Initially, the lenses were equipped with narrow ribbed manual focus rings in hard plastic near the front; zoom lenses had a diagonally-ribbed rubber grip. Later lenses changed the grip style and added a rubber coating to the focus ring. Some of the original lenses were re-released with updated cosmetics and are known as "New" or "Restyled" versions; minor optical updates such as coatings and aperture shape were sometimes included.
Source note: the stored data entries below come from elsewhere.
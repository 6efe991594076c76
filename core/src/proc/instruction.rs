use std::fmt;

use serde::{Deserialize, Serialize};

use crate::slot::Slot;

/// Addressable unit an instruction concerns (local or remote).
pub type Node = u16;

/// Comparison used by `Block` and `IfElse` conditions.
#[derive(Debug, Clone, Copy, PartialEq, Eq, Hash, Serialize, Deserialize)]
pub enum ComparisonOp {
    #[serde(rename = "==")]
    Eq,
    #[serde(rename = "!=")]
    Ne,
    #[serde(rename = "<")]
    Lt,
    #[serde(rename = ">")]
    Gt,
    #[serde(rename = "<=")]
    Le,
    #[serde(rename = ">=")]
    Ge,
}

impl ComparisonOp {
    pub fn eval(self, lhs: i64, rhs: i64) -> bool {
        match self {
            ComparisonOp::Eq => lhs == rhs,
            ComparisonOp::Ne => lhs != rhs,
            ComparisonOp::Lt => lhs < rhs,
            ComparisonOp::Gt => lhs > rhs,
            ComparisonOp::Le => lhs <= rhs,
            ComparisonOp::Ge => lhs >= rhs,
        }
    }

    pub fn symbol(self) -> &'static str {
        match self {
            ComparisonOp::Eq => "==",
            ComparisonOp::Ne => "!=",
            ComparisonOp::Lt => "<",
            ComparisonOp::Gt => ">",
            ComparisonOp::Le => "<=",
            ComparisonOp::Ge => ">=",
        }
    }
}

#[derive(Debug, Clone, Copy, PartialEq, Eq, Hash, Serialize, Deserialize)]
pub enum UnaryOp {
    #[serde(rename = "++")]
    Inc,
    #[serde(rename = "--")]
    Dec,
    #[serde(rename = "!")]
    Not,
    #[serde(rename = "-")]
    Neg,
    /// Identity, a plain copy.
    #[serde(rename = "idt")]
    Idt,
    /// Identity where the operand is local and the result lives on the instruction's node.
    #[serde(rename = "rmt")]
    Rmt,
}

impl UnaryOp {
    pub fn symbol(self) -> &'static str {
        match self {
            UnaryOp::Inc => "++",
            UnaryOp::Dec => "--",
            UnaryOp::Not => "!",
            UnaryOp::Neg => "-",
            UnaryOp::Idt => "idt",
            UnaryOp::Rmt => "rmt",
        }
    }
}

#[derive(Debug, Clone, Copy, PartialEq, Eq, Hash, Serialize, Deserialize)]
pub enum BinaryOp {
    #[serde(rename = "+")]
    Add,
    #[serde(rename = "-")]
    Sub,
    #[serde(rename = "*")]
    Mul,
    #[serde(rename = "/")]
    Div,
    #[serde(rename = "%")]
    Mod,
    #[serde(rename = "<<")]
    Shl,
    #[serde(rename = ">>")]
    Shr,
    #[serde(rename = "&")]
    And,
    #[serde(rename = "|")]
    Or,
    #[serde(rename = "^")]
    Xor,
}

impl BinaryOp {
    pub fn symbol(self) -> &'static str {
        match self {
            BinaryOp::Add => "+",
            BinaryOp::Sub => "-",
            BinaryOp::Mul => "*",
            BinaryOp::Div => "/",
            BinaryOp::Mod => "%",
            BinaryOp::Shl => "<<",
            BinaryOp::Shr => ">>",
            BinaryOp::And => "&",
            BinaryOp::Or => "|",
            BinaryOp::Xor => "^",
        }
    }
}

/// Comparison over two named parameters gating a `Block` or `IfElse`.
#[derive(Debug, Clone, PartialEq, Eq, Hash, Serialize, Deserialize)]
pub struct Condition {
    pub lhs: String,
    pub op: ComparisonOp,
    pub rhs: String,
}

impl Condition {
    pub fn new(lhs: impl Into<String>, op: ComparisonOp, rhs: impl Into<String>) -> Self {
        Self {
            lhs: lhs.into(),
            op,
            rhs: rhs.into(),
        }
    }
}

impl fmt::Display for Condition {
    fn fmt(&self, f: &mut fmt::Formatter<'_>) -> fmt::Result {
        write!(f, "{} {} {}", self.lhs, self.op.symbol(), self.rhs)
    }
}

/// Tag of an [`Instruction`], used by analysis summaries.
#[derive(Debug, Clone, Copy, PartialEq, Eq, Hash)]
pub enum InstructionKind {
    Block,
    IfElse,
    Set,
    Unary,
    Binary,
    Call,
    NoOp,
}

/// One step of a stored procedure.
///
/// `Block` and `IfElse` share the [`Condition`] layout and differ by tag only.
/// Parameter names are owned by the instruction, so cloning an instruction
/// duplicates them independently.
#[derive(Debug, Clone, PartialEq, Eq, Hash, Serialize, Deserialize)]
#[serde(tag = "op", rename_all = "snake_case")]
pub enum Instruction {
    /// Wait until the condition holds.
    Block {
        #[serde(default)]
        node: Node,
        cond: Condition,
    },
    /// Run the next instruction when the condition holds, otherwise the one after it.
    IfElse {
        #[serde(default)]
        node: Node,
        cond: Condition,
    },
    Set {
        #[serde(default)]
        node: Node,
        param: String,
        value: String,
    },
    Unary {
        #[serde(default)]
        node: Node,
        #[serde(rename = "unop")]
        op: UnaryOp,
        param: String,
        result: String,
    },
    Binary {
        #[serde(default)]
        node: Node,
        #[serde(rename = "binop")]
        op: BinaryOp,
        lhs: String,
        rhs: String,
        result: String,
    },
    Call {
        #[serde(default)]
        node: Node,
        slot: Slot,
    },
    NoOp {
        #[serde(default)]
        node: Node,
    },
}

impl Instruction {
    pub fn node(&self) -> Node {
        match self {
            Instruction::Block { node, .. }
            | Instruction::IfElse { node, .. }
            | Instruction::Set { node, .. }
            | Instruction::Unary { node, .. }
            | Instruction::Binary { node, .. }
            | Instruction::Call { node, .. }
            | Instruction::NoOp { node } => *node,
        }
    }

    pub fn kind(&self) -> InstructionKind {
        match self {
            Instruction::Block { .. } => InstructionKind::Block,
            Instruction::IfElse { .. } => InstructionKind::IfElse,
            Instruction::Set { .. } => InstructionKind::Set,
            Instruction::Unary { .. } => InstructionKind::Unary,
            Instruction::Binary { .. } => InstructionKind::Binary,
            Instruction::Call { .. } => InstructionKind::Call,
            Instruction::NoOp { .. } => InstructionKind::NoOp,
        }
    }

    /// Slot invoked by a `Call`, `None` for every other variant.
    pub fn call_target(&self) -> Option<Slot> {
        match self {
            Instruction::Call { slot, .. } => Some(*slot),
            _ => None,
        }
    }

    pub fn is_noop(&self) -> bool {
        matches!(self, Instruction::NoOp { .. })
    }
}

impl fmt::Display for Instruction {
    fn fmt(&self, f: &mut fmt::Formatter<'_>) -> fmt::Result {
        match self {
            Instruction::Block { node, cond } => write!(f, "block {} @{}", cond, node),
            Instruction::IfElse { node, cond } => write!(f, "ifelse {} @{}", cond, node),
            Instruction::Set { node, param, value } => write!(f, "set {} = {} @{}", param, value, node),
            Instruction::Unary {
                node,
                op,
                param,
                result,
            } => write!(f, "unop {} {} -> {} @{}", op.symbol(), param, result, node),
            Instruction::Binary {
                node,
                op,
                lhs,
                rhs,
                result,
            } => write!(f, "binop {} {} {} -> {} @{}", lhs, op.symbol(), rhs, result, node),
            Instruction::Call { node, slot } => write!(f, "call {} @{}", slot, node),
            Instruction::NoOp { node } => write!(f, "noop @{}", node),
        }
    }
}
With the introduction of the Maxxum/Alpha 7 and its support for distance-encoded HS(D) flashes in 2001, Minolta began releasing its AF lenses with three additional contacts (eight total) to support the Advance Distance Integration (ADI) functionality, which reports the focus distance back to the camera body. Lenses were branded as "Konica Minolta" starting in August 2003 following the merger of the two companies.
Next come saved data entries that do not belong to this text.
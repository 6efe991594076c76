use std::collections::BTreeMap;
use std::path::Path;

use anyhow::{Context, Result};
use procrt_core::{Procedure, ProcStore, Slot};
use serde::Deserialize;

/// A TOML document listing procedures to load into a fresh store.
///
/// ```toml
/// [params]
/// limit = 3
///
/// [[procedures]]
/// slot = 10
/// instructions = [{ op = "set", param = "x", value = "1" }]
/// ```
#[derive(Debug, Default, Deserialize)]
#[serde(deny_unknown_fields)]
pub struct Manifest {
    /// Initial parameter values on the local node.
    #[serde(default)]
    pub params: BTreeMap<String, i64>,
    #[serde(default)]
    pub procedures: Vec<ManifestProc>,
}

#[derive(Debug, Deserialize)]
#[serde(deny_unknown_fields)]
pub struct ManifestProc {
    pub slot: Slot,
    pub instructions: Procedure,
}

impl Manifest {
    pub fn parse(src: &str) -> Result<Self> {
        toml::from_str(src).context("Failed to parse procedure manifest")
    }

    pub fn load(path: &Path) -> Result<Self> {
        let src = crate::read_file_content(&path.to_string_lossy())?;
        Self::parse(&src).with_context(|| format!("in manifest '{}'", path.display()))
    }

    /// Store every procedure. A slot listed twice is an error.
    pub fn install(&self, store: &ProcStore) -> Result<usize> {
        for entry in &self.procedures {
            store
                .set(entry.instructions.clone(), entry.slot, false)
                .with_context(|| format!("cannot load procedure for slot {}", entry.slot))?;
        }
        Ok(self.procedures.len())
    }
}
When Sony took over the system in 2006, 12 lenses were rebranded as Sony A-mount lenses and launched alongside 6 new designs and 2 teleconverters. Of the dozen rebranded lenses, most are optically, mechanically and electrically identical to their Minolta predecessors and differ only in their outer appearance, however, three have seen subtle changes in the optics and electro-mechanics. The 20 lenses relaunched in 2006 included:

 16mm 2.8 (legacy)
 20mm 2.8 (legacy)
 28mm 2.8 (legacy)
 35mm 1.4 G (new)
 50mm 1.4 (legacy)
 50mm 2.8 Macro (legacy)
 85mm 1.4 Zeiss (new)
 100mm 2.8 Macro (legacy)
 135mm 1.8 Zeiss (new)
 135mm 2.8 STF (legacy)
 300mm 2.8 G (new)
 500mm 8 Reflex (legacy)
 11–18mm 4.5–5.6 (legacy)
 16–80mm 3.5–4.5 Zeiss (new)
 18–70mm 3.5–5.6 (legacy)
 18–200mm 3.5–6.3 (legacy)
 70–200mm 2.8 G (new)
 75–300mm 4.5–5.6 (legacy)
 1.4× Teleconverter
 2.0× Teleconverter

All Minolta and Konica Minolta A-mount lenses are compatible with Sony A-mount cameras.

Regional variations

In North America, Minolta marketed the camera and lenses with the Maxxum branding. Until the mid 1990s, A-mount lenses for the North American market were engraved as Maxxum AF; the rest of the world were branded as AF lenses, including the regions using the Dynax and α branding for the cameras. The initial production runs of Maxxum AF lenses introduced with the camera system in 1985 originally used a "crossed XX" font, which was soon dropped by Minolta after Exxon brought a trademark lawsuit that year; under the settlement, Minolta agreed to change its logo.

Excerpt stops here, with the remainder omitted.